**WHAT THE TASK ASKS:**
Copy out all lines from the entries below in which "ModernResource" occurs.

(Collected data entries)
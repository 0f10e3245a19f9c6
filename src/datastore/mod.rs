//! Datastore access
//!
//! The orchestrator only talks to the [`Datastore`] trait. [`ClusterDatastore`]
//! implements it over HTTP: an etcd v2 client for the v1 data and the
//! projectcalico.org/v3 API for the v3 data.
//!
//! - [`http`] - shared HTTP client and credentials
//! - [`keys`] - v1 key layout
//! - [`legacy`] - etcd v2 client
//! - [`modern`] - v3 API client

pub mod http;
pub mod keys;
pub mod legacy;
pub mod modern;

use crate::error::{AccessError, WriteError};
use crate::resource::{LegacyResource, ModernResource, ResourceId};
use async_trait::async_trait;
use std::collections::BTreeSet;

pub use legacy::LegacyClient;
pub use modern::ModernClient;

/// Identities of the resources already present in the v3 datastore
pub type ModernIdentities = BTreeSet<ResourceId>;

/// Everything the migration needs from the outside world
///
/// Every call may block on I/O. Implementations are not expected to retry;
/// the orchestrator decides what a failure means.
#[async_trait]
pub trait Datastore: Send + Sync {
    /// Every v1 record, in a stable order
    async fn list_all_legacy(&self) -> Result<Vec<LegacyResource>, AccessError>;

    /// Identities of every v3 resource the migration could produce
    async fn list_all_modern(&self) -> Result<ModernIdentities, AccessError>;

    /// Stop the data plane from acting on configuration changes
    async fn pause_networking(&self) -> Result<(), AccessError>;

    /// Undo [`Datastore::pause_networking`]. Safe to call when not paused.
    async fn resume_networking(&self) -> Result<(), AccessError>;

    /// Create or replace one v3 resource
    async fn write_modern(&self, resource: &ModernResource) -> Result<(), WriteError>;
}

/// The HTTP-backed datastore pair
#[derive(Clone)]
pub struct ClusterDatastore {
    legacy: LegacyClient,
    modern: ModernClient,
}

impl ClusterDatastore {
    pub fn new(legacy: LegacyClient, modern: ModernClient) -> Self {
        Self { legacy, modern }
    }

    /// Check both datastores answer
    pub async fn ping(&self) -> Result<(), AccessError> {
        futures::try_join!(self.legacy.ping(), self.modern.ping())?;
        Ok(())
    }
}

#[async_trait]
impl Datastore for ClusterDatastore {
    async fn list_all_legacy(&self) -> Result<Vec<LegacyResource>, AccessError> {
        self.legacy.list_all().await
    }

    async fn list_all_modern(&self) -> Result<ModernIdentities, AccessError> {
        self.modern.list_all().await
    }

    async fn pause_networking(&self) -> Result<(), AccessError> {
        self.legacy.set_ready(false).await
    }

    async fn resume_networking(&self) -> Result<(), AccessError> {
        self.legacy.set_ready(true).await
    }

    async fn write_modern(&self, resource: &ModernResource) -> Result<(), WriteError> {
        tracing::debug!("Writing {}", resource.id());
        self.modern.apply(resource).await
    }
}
* * *
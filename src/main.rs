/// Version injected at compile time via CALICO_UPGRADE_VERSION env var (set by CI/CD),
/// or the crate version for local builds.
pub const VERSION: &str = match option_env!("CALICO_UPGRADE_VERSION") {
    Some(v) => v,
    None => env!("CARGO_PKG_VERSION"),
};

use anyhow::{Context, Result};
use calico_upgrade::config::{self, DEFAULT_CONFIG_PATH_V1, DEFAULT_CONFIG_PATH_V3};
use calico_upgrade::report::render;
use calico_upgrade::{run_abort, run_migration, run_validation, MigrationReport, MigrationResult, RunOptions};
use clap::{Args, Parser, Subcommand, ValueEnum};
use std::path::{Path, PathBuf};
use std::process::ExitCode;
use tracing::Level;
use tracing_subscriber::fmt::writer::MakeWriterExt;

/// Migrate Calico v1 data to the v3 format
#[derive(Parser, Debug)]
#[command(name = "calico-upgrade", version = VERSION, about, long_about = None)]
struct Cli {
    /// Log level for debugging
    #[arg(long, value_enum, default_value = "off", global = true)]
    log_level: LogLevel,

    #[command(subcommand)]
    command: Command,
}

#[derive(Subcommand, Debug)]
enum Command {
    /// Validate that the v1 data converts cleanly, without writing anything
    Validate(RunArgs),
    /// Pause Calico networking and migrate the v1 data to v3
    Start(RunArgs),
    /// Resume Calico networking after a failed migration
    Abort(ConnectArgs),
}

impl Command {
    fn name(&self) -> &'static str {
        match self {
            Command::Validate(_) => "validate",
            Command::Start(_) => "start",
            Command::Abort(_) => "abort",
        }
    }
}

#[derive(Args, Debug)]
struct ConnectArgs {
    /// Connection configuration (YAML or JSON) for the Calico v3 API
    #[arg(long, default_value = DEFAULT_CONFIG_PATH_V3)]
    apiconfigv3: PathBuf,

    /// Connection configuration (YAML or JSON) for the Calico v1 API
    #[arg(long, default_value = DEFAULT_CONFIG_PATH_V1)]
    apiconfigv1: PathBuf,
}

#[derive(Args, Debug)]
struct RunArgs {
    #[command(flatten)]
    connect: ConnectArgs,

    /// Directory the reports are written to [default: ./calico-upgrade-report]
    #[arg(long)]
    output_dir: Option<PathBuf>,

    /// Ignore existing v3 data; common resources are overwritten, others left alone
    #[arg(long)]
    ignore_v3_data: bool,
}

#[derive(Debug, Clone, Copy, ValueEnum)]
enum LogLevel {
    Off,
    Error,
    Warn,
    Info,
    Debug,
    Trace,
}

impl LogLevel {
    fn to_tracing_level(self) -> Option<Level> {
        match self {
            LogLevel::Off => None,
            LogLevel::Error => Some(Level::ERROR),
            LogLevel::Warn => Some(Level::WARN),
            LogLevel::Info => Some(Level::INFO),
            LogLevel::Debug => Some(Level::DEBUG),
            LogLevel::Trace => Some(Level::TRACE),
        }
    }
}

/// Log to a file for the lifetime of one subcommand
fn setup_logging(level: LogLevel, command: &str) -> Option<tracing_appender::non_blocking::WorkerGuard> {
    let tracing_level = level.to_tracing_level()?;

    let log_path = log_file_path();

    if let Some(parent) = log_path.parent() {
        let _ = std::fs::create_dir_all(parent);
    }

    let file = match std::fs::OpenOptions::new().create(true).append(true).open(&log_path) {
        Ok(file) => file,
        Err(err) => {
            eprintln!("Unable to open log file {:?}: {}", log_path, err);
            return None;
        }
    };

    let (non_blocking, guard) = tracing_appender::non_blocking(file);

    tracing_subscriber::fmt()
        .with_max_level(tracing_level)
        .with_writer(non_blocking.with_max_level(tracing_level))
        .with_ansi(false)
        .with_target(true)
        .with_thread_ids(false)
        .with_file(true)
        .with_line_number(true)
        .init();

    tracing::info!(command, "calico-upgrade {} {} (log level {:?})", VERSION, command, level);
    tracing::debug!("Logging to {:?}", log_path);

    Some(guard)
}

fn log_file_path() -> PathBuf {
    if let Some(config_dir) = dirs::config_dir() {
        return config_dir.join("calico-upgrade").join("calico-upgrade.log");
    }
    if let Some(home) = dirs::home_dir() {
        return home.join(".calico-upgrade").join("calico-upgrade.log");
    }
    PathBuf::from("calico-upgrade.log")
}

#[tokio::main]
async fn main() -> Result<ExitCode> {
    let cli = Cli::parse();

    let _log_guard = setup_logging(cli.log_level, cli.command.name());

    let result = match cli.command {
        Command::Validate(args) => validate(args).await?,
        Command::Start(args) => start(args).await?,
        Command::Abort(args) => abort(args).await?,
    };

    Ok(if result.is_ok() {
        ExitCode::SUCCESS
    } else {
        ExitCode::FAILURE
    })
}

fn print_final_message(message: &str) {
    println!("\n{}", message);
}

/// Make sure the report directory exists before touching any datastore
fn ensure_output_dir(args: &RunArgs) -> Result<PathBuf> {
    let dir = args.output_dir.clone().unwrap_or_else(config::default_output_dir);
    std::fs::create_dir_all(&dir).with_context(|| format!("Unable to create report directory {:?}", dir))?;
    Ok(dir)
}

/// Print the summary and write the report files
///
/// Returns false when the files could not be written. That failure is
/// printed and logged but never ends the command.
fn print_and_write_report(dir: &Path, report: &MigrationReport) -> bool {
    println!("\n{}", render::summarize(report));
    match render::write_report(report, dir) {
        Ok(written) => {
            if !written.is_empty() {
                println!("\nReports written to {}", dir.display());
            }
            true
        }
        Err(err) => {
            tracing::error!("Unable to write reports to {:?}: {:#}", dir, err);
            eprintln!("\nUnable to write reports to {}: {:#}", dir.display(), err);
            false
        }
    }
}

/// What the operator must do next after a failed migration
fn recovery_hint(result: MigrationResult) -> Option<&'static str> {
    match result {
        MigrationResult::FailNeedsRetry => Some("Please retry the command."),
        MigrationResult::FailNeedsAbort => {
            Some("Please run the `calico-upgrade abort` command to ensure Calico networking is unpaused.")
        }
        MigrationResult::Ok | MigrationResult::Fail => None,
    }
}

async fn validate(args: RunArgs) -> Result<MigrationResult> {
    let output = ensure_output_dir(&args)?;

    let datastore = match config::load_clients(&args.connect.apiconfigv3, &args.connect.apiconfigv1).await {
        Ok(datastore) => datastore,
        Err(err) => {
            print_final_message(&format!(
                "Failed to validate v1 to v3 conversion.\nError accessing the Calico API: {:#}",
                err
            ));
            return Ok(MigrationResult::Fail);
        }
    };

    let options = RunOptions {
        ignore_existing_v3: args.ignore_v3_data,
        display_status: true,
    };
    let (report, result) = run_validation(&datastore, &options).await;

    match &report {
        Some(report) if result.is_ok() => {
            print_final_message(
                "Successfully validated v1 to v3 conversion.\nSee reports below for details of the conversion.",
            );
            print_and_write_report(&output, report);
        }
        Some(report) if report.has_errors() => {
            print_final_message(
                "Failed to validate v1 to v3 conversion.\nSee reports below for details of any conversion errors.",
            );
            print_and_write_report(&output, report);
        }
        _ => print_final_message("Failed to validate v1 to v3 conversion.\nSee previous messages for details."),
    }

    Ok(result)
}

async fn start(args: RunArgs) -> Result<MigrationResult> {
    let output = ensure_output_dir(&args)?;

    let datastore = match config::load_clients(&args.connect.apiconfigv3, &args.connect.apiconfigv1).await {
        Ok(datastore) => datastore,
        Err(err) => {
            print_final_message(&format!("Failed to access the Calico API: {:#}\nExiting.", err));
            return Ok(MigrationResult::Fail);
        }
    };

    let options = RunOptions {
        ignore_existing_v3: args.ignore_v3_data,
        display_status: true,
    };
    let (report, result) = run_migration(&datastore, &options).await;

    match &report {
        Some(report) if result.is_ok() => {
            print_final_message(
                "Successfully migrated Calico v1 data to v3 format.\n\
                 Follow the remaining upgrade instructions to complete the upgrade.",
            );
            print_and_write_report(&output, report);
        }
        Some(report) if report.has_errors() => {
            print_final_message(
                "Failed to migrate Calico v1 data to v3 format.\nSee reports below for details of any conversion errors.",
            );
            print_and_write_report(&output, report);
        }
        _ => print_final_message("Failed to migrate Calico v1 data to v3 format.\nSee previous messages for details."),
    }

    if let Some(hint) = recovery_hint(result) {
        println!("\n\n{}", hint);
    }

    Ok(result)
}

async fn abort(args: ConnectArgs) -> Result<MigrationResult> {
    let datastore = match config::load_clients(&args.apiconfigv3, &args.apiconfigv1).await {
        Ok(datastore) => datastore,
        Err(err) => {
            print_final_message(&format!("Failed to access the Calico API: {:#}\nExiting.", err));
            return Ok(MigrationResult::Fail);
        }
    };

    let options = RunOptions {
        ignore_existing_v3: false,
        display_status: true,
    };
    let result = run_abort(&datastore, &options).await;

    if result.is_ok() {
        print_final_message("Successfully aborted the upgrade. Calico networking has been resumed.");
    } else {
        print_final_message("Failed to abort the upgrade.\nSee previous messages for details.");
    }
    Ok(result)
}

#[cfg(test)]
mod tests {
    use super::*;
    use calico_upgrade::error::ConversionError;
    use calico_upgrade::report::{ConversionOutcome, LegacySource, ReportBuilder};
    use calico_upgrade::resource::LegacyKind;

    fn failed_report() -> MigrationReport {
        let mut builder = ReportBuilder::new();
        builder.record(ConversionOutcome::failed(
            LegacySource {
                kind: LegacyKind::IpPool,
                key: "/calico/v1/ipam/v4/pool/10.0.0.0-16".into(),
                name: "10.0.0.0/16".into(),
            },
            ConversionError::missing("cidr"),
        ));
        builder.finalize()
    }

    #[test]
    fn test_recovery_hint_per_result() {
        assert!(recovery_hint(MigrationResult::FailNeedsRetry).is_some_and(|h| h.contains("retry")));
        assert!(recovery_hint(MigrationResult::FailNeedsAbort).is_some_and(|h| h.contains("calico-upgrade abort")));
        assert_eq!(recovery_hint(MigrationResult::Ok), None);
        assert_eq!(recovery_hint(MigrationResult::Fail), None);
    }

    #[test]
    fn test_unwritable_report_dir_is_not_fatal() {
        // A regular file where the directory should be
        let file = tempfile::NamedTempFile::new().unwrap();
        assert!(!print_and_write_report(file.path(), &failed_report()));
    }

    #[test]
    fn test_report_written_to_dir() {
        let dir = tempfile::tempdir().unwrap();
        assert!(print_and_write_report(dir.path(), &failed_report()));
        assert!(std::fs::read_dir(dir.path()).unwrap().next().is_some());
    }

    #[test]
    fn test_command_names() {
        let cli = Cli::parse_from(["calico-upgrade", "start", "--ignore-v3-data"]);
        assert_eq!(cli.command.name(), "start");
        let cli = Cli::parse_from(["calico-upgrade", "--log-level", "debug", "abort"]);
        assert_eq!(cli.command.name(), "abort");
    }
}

**REPLY:**
use crate::resource::{LegacyResource, ModernResource, ResourceId};
    async fn write_modern(&self, resource: &ModernResource) -> Result<(), WriteError>;
    async fn write_modern(&self, resource: &ModernResource) -> Result<(), WriteError> {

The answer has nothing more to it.